Fardo

Fardo

O sinal estava fechado quando, através da janela do carro, percebi a pequena figura em uniforme escolar que vinha cambaleando pela calçada. Passo após passo, as pernas da menininha oscilavam sob o peso de uma sacola de tecido desproporcional ao seu tamanho. Pendurada no ombro esquerdo, a bolsa dava ao andar da pequena um aspecto desengonçado que apenas a pouca idade era capaz de tornar adorável. Logo atrás a mãe vinha carregando a mochila e a lancheira, atenta a cada movimento da filha.

A insistência em carregar a sacola que se arrastava pelo chão, em contraponto com o aparente desapego que a criança destinava ao restante do material escolar, demonstrava que ali dentro guardava-se algo especial. Um segredo ou um pequeno tesouro. Curiosa, apertei os olhos e tentei desvendar as palavras bordadas no tecido azul: “Sacola literária”.

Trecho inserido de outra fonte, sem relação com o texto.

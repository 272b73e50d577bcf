//! Persistencia Diesel para el trait `DeltaFileRepository`.
//! Este archivo expone el módulo `schema` y reexporta el repositorio Diesel.
//! La implementación está en `delta_file_persistence.rs`; las migraciones se
//! embeben en el binario y se aplican al construir el repositorio.

mod delta_file_persistence;
pub mod schema;

pub use delta_file_persistence::{new_from_env, DieselDeltaFileRepository, MIGRATIONS};

/// Indica si el crate se compiló contra Postgres (feature `pg`) en lugar
/// de SQLite.
pub fn uses_postgres() -> bool {
  cfg!(feature = "pg")
}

Livros, era esse o tesouro que tombava o corpo da menina. Com um movimento involuntário, virei o pescoço e encarei o meu próprio ombro, constantemente dolorido. Percebi no andar da pequena o mesmo andar coxo que eu mesma traçava pela vida. Ora a perna esquerda, ora a direita, sempre se torcendo sob a carga de palavras que eu colhia pelo caminho. Séculos de literatura pesando o corpo.

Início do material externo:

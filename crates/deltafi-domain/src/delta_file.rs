// delta_file.rs
use crate::action::{Action, ActionState};
use crate::content::Content;
use crate::delta_file_flow::{DeltaFileFlow, DeltaFileFlowState, FlowInput};
use crate::DomainError;
use chrono::{DateTime, Utc};
use flow::ActionType;
use indexmap::IndexMap;
use serde::{Deserialize, Serialize};
use std::collections::HashSet;
use uuid::Uuid;

#[derive(Debug, Clone, Copy, PartialEq, Eq, Hash, Serialize, Deserialize)]
#[serde(rename_all = "SCREAMING_SNAKE_CASE")]
pub enum DeltaFileStage {
  Ingress,
  InFlight,
  Complete,
  Error,
  Filtered,
  Cancelled,
}

impl DeltaFileStage {
  /// Etapas en las que nunca se vuelve a despachar trabajo sin una acción
  /// explícita del operador.
  pub fn is_terminal(self) -> bool {
    matches!(self,
             DeltaFileStage::Complete | DeltaFileStage::Error | DeltaFileStage::Filtered | DeltaFileStage::Cancelled)
  }

  pub fn as_str(self) -> &'static str {
    match self {
      DeltaFileStage::Ingress => "INGRESS",
      DeltaFileStage::InFlight => "IN_FLIGHT",
      DeltaFileStage::Complete => "COMPLETE",
      DeltaFileStage::Error => "ERROR",
      DeltaFileStage::Filtered => "FILTERED",
      DeltaFileStage::Cancelled => "CANCELLED",
    }
  }
}

impl std::str::FromStr for DeltaFileStage {
  type Err = DomainError;

  fn from_str(s: &str) -> Result<Self, Self::Err> {
    match s {
      "INGRESS" => Ok(DeltaFileStage::Ingress),
      "IN_FLIGHT" => Ok(DeltaFileStage::InFlight),
      "COMPLETE" => Ok(DeltaFileStage::Complete),
      "ERROR" => Ok(DeltaFileStage::Error),
      "FILTERED" => Ok(DeltaFileStage::Filtered),
      "CANCELLED" => Ok(DeltaFileStage::Cancelled),
      other => Err(DomainError::ValidationError(format!("etapa desconocida: {}", other))),
    }
  }
}

/// Origen del DeltaFile. Inmutable tras el ingreso.
#[derive(Debug, Clone, PartialEq, Serialize, Deserialize)]
pub struct SourceInfo {
  pub filename: String,
  pub flow: String,
  #[serde(default)]
  pub metadata: IndexMap<String, String>,
}

/// Unidad de datos rastreada a través del pipeline.
#[derive(Debug, Clone, PartialEq, Serialize, Deserialize)]
#[serde(rename_all = "camelCase")]
pub struct DeltaFile {
  pub did: Uuid,
  pub name: String,
  pub data_source: String,
  pub source_info: SourceInfo,
  #[serde(default)]
  pub parent_dids: Vec<Uuid>,
  #[serde(default)]
  pub child_dids: Vec<Uuid>,
  pub flows: Vec<DeltaFileFlow>,
  pub stage: DeltaFileStage,
  #[serde(default)]
  pub annotations: IndexMap<String, String>,
  pub requeue_count: u32,
  pub ingress_bytes: u64,
  pub total_bytes: u64,
  pub created: DateTime<Utc>,
  pub modified: DateTime<Utc>,
  /// Momento en que el DeltaFile alcanzó una etapa terminal.
  pub terminal_at: Option<DateTime<Utc>>,
  pub content_deleted: Option<DateTime<Utc>>,
  pub content_deleted_reason: Option<String>,
  /// El contenido ya fue eliminado del almacenamiento (no sólo marcado).
  #[serde(default)]
  pub content_purged: bool,
  #[serde(default)]
  pub egressed: bool,
  #[serde(default)]
  pub filtered: bool,
  /// Un operador revisó el error; el DeltaFile sigue en ERROR pero deja de
  /// contar como pendiente.
  #[serde(default)]
  pub error_acknowledged: Option<DateTime<Utc>>,
  #[serde(default)]
  pub error_acknowledged_reason: Option<String>,
  /// Token de concurrencia optimista; lo gestiona el repositorio.
  #[serde(default)]
  pub version: i64,
}

impl DeltaFile {
  /// Crea un DeltaFile recién ingresado con su flujo de entrada vacío. El
  /// llamador encola la primera acción.
  pub fn ingress(did: Uuid,
                 name: impl Into<String>,
                 data_source: impl Into<String>,
                 metadata: IndexMap<String, String>,
                 content: Vec<Content>,
                 now: DateTime<Utc>)
                 -> Self {
    let name = name.into();
    let data_source = data_source.into();
    let ingress_bytes = content.iter().map(Content::size).sum();
    let input = FlowInput { content, metadata: metadata.clone() };
    let flow = DeltaFileFlow::new(data_source.clone(), 0, input, 0, now);
    Self { did,
           name: name.clone(),
           data_source: data_source.clone(),
           source_info: SourceInfo { filename: name, flow: data_source, metadata },
           parent_dids: Vec::new(),
           child_dids: Vec::new(),
           flows: vec![flow],
           stage: DeltaFileStage::Ingress,
           annotations: IndexMap::new(),
           requeue_count: 0,
           ingress_bytes,
           total_bytes: ingress_bytes,
           created: now,
           modified: now,
           terminal_at: None,
           content_deleted: None,
           content_deleted_reason: None,
           content_purged: false,
           egressed: false,
           filtered: false,
           error_acknowledged: None,
           error_acknowledged_reason: None,
           version: 0 }
  }

  /// Did del hijo `index` producido por la acción `action_id` del flujo
  /// `flow_id`. Es estable: reaplicar el mismo split da los mismos dids.
  pub fn split_child_did(parent: Uuid, flow_id: Uuid, action_id: Uuid, index: usize) -> Uuid {
    let name = format!("{}/{}/{}", flow_id, action_id, index);
    Uuid::new_v5(&parent, name.as_bytes())
  }

  /// Hijo de un split: hereda `source_info` y el historial del flujo hasta
  /// la acción que dividió (en estado INHERITED), de modo que continúa en la
  /// acción siguiente.
  pub fn split_child(parent: &DeltaFile,
                     did: Uuid,
                     flow_index: usize,
                     name: &str,
                     content: Vec<Content>,
                     metadata: IndexMap<String, String>,
                     now: DateTime<Utc>)
                     -> Result<DeltaFile, DomainError> {
    let parent_flow = parent.flows
                            .get(flow_index)
                            .ok_or_else(|| DomainError::ValidationError(format!("flujo {} inexistente", flow_index)))?;
    let mut input_metadata = parent_flow.metadata();
    input_metadata.extend(metadata);
    let ingress_bytes = content.iter().map(Content::size).sum();
    let mut flow = DeltaFileFlow::new(parent_flow.name.clone(),
                                      0,
                                      FlowInput { content, metadata: input_metadata },
                                      parent_flow.depth,
                                      now);
    flow.test_mode = parent_flow.test_mode;
    flow.test_mode_reason = parent_flow.test_mode_reason.clone();
    flow.actions = parent_flow.actions
                              .iter()
                              .filter(|a| a.state != ActionState::Retried)
                              .map(|a| {
                                let mut inherited = a.clone();
                                inherited.id = Uuid::new_v4();
                                inherited.state = ActionState::Inherited;
                                inherited.content = Vec::new();
                                inherited.metadata = IndexMap::new();
                                inherited.delete_metadata_keys = Vec::new();
                                inherited.modified = now;
                                inherited
                              })
                              .collect();
    Ok(DeltaFile { did,
                   name: name.to_string(),
                   data_source: parent.data_source.clone(),
                   source_info: parent.source_info.clone(),
                   parent_dids: vec![parent.did],
                   child_dids: Vec::new(),
                   flows: vec![flow],
                   stage: DeltaFileStage::InFlight,
                   annotations: parent.annotations.clone(),
                   requeue_count: 0,
                   ingress_bytes,
                   total_bytes: ingress_bytes,
                   created: now,
                   modified: now,
                   terminal_at: None,
                   content_deleted: None,
                   content_deleted_reason: None,
                   content_purged: false,
                   egressed: false,
                   filtered: false,
                   error_acknowledged: None,
                   error_acknowledged_reason: None,
                   version: 0 })
  }

  pub fn is_terminal(&self) -> bool {
    self.stage.is_terminal()
  }

  /// Índice del flujo al que se dirige un evento. Falla con
  /// `UnexpectedAction` si el flujo no existe o ya terminó.
  pub fn pending_flow_index(&self, flow_name: &str, flow_id: Uuid, action_name: &str) -> Result<usize, DomainError> {
    self.flows
        .iter()
        .position(|f| f.id == flow_id && f.name == flow_name && !f.is_terminal())
        .ok_or_else(|| DomainError::UnexpectedAction { did: self.did,
                                                        flow: flow_name.to_string(),
                                                        action: action_name.to_string() })
  }

  /// Acción activa direccionada por (flujo, id de flujo, acción, intento).
  pub fn pending_action_mut(&mut self,
                            flow_name: &str,
                            flow_id: Uuid,
                            action_name: &str,
                            attempt: u32)
                            -> Result<&mut Action, DomainError> {
    let idx = self.pending_flow_index(flow_name, flow_id, action_name)?;
    let did = self.did;
    self.flows[idx].pending_action_mut(did, action_name, attempt)
  }

  /// `modified` más antiguo entre las acciones QUEUED o IN_FLIGHT de los
  /// flujos en curso. Es lo que mira el requeue.
  pub fn oldest_active_modified(&self) -> Option<DateTime<Utc>> {
    self.flows
        .iter()
        .filter(|f| !f.is_terminal())
        .flat_map(|f| f.actions.iter())
        .filter(|a| matches!(a.state, ActionState::Queued | ActionState::InFlight))
        .map(|a| a.modified)
        .min()
  }

  /// Pares (índice de flujo, acción) activos.
  pub fn active_actions(&self) -> Vec<(usize, &Action)> {
    self.flows
        .iter()
        .enumerate()
        .filter(|(_, f)| !f.is_terminal())
        .filter_map(|(i, f)| f.active_action().map(|a| (i, a)))
        .collect()
  }

  pub fn add_annotations(&mut self, annotations: &IndexMap<String, String>) {
    for (k, v) in annotations {
      self.annotations.insert(k.clone(), v.clone());
    }
  }

  /// Agrega un flujo nuevo (segmento siguiente del pipeline) y devuelve su
  /// índice.
  pub fn add_flow(&mut self, name: &str, input: FlowInput, depth: u32, now: DateTime<Utc>) -> usize {
    let number = self.flows.len() as u32;
    self.flows.push(DeltaFileFlow::new(name, number, input, depth, now));
    self.flows.len() - 1
  }

  /// Recalcula la etapa a partir del estado de los flujos.
  ///
  /// - IN_FLIGHT si algún flujo sigue en curso.
  /// - ERROR si algún flujo quedó en error.
  /// - CANCELLED si el DeltaFile fue cancelado o algún flujo lo está.
  /// - FILTERED si algún flujo fue filtrado.
  /// - COMPLETE en otro caso.
  pub fn update_state(&mut self, now: DateTime<Utc>) {
    self.modified = now;
    let states: Vec<DeltaFileFlowState> = self.flows.iter().map(|f| f.state).collect();
    let stage = if states.is_empty() {
      DeltaFileStage::Ingress
    } else if states.contains(&DeltaFileFlowState::InFlight) {
      DeltaFileStage::InFlight
    } else if states.contains(&DeltaFileFlowState::Error) {
      DeltaFileStage::Error
    } else if self.stage == DeltaFileStage::Cancelled || states.contains(&DeltaFileFlowState::Cancelled) {
      DeltaFileStage::Cancelled
    } else if states.contains(&DeltaFileFlowState::Filtered) {
      DeltaFileStage::Filtered
    } else {
      DeltaFileStage::Complete
    };
    self.stage = stage;
    self.filtered = states.contains(&DeltaFileFlowState::Filtered);
    if stage != DeltaFileStage::Error {
      self.error_acknowledged = None;
      self.error_acknowledged_reason = None;
    }
    if stage.is_terminal() {
      if self.terminal_at.is_none() {
        self.terminal_at = Some(now);
      }
    } else {
      self.terminal_at = None;
    }
  }

  /// Cancela los flujos en curso. Devuelve `false` si el DeltaFile ya era
  /// terminal.
  pub fn cancel(&mut self, now: DateTime<Utc>) -> bool {
    if !self.can_be_cancelled() {
      return false;
    }
    for flow in &mut self.flows {
      flow.cancel(now);
    }
    self.stage = DeltaFileStage::Cancelled;
    self.update_state(now);
    true
  }

  pub fn can_be_cancelled(&self) -> bool {
    !self.stage.is_terminal()
  }

  /// Marca como RETRIED la última acción en error de cada flujo y devuelve,
  /// por flujo reanudado, la acción que debe volver a encolarse.
  pub fn resume_errors(&mut self, now: DateTime<Utc>) -> Vec<(usize, String, ActionType, String)> {
    let mut resumed = Vec::new();
    for (idx, flow) in self.flows.iter_mut().enumerate() {
      if let Some((name, action_type, class)) = flow.resume(now) {
        resumed.push((idx, name, action_type, class));
      }
    }
    if !resumed.is_empty() {
      self.update_state(now);
    }
    resumed
  }

  pub fn has_errors(&self) -> bool {
    self.flows.iter().any(|f| f.state == DeltaFileFlowState::Error)
  }

  /// Reconoce el error. Sólo aplica en ERROR; reconocer de nuevo reemplaza
  /// el motivo.
  pub fn acknowledge_errors(&mut self, reason: &str, now: DateTime<Utc>) -> bool {
    if self.stage != DeltaFileStage::Error {
      return false;
    }
    self.error_acknowledged = Some(now);
    self.error_acknowledged_reason = Some(reason.to_string());
    self.modified = now;
    true
  }

  pub fn has_unacknowledged_errors(&self) -> bool {
    self.stage == DeltaFileStage::Error && self.error_acknowledged.is_none()
  }

  /// Marca el contenido como eliminado. Re-marcar es un no-op: devuelve
  /// `false` si ya estaba marcado.
  pub fn mark_content_deleted(&mut self, reason: &str, now: DateTime<Utc>) -> bool {
    if self.content_deleted.is_some() {
      return false;
    }
    self.content_deleted = Some(now);
    self.content_deleted_reason = Some(reason.to_string());
    self.modified = now;
    true
  }

  /// Bytes referenciados por el DeltaFile contando cada segmento una vez.
  pub fn recalculate_bytes(&mut self) {
    let mut seen = HashSet::new();
    let mut total = 0u64;
    for flow in &self.flows {
      let contents = flow.input.content.iter().chain(flow.actions.iter().flat_map(|a| a.content.iter()));
      for content in contents {
        for seg in &content.segments {
          if seen.insert((seg.did, seg.uuid, seg.offset, seg.size)) {
            total += seg.size;
          }
        }
      }
    }
    self.total_bytes = total;
  }
}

Mas como aquela criança de andar torto e ainda assim determinado, eu me agarrava à bagagem, cada dia mais pesada, com desejo insaciável. Nos passos vacilantes o prazer de uma nova letra adquirida.

Raíssa Varandas

One Response

  1. Que lindo! Quantas identificações vivenciamos pelos caminhos da vida e nem nos damos conta. O outro é sempre nosso melhor espelho.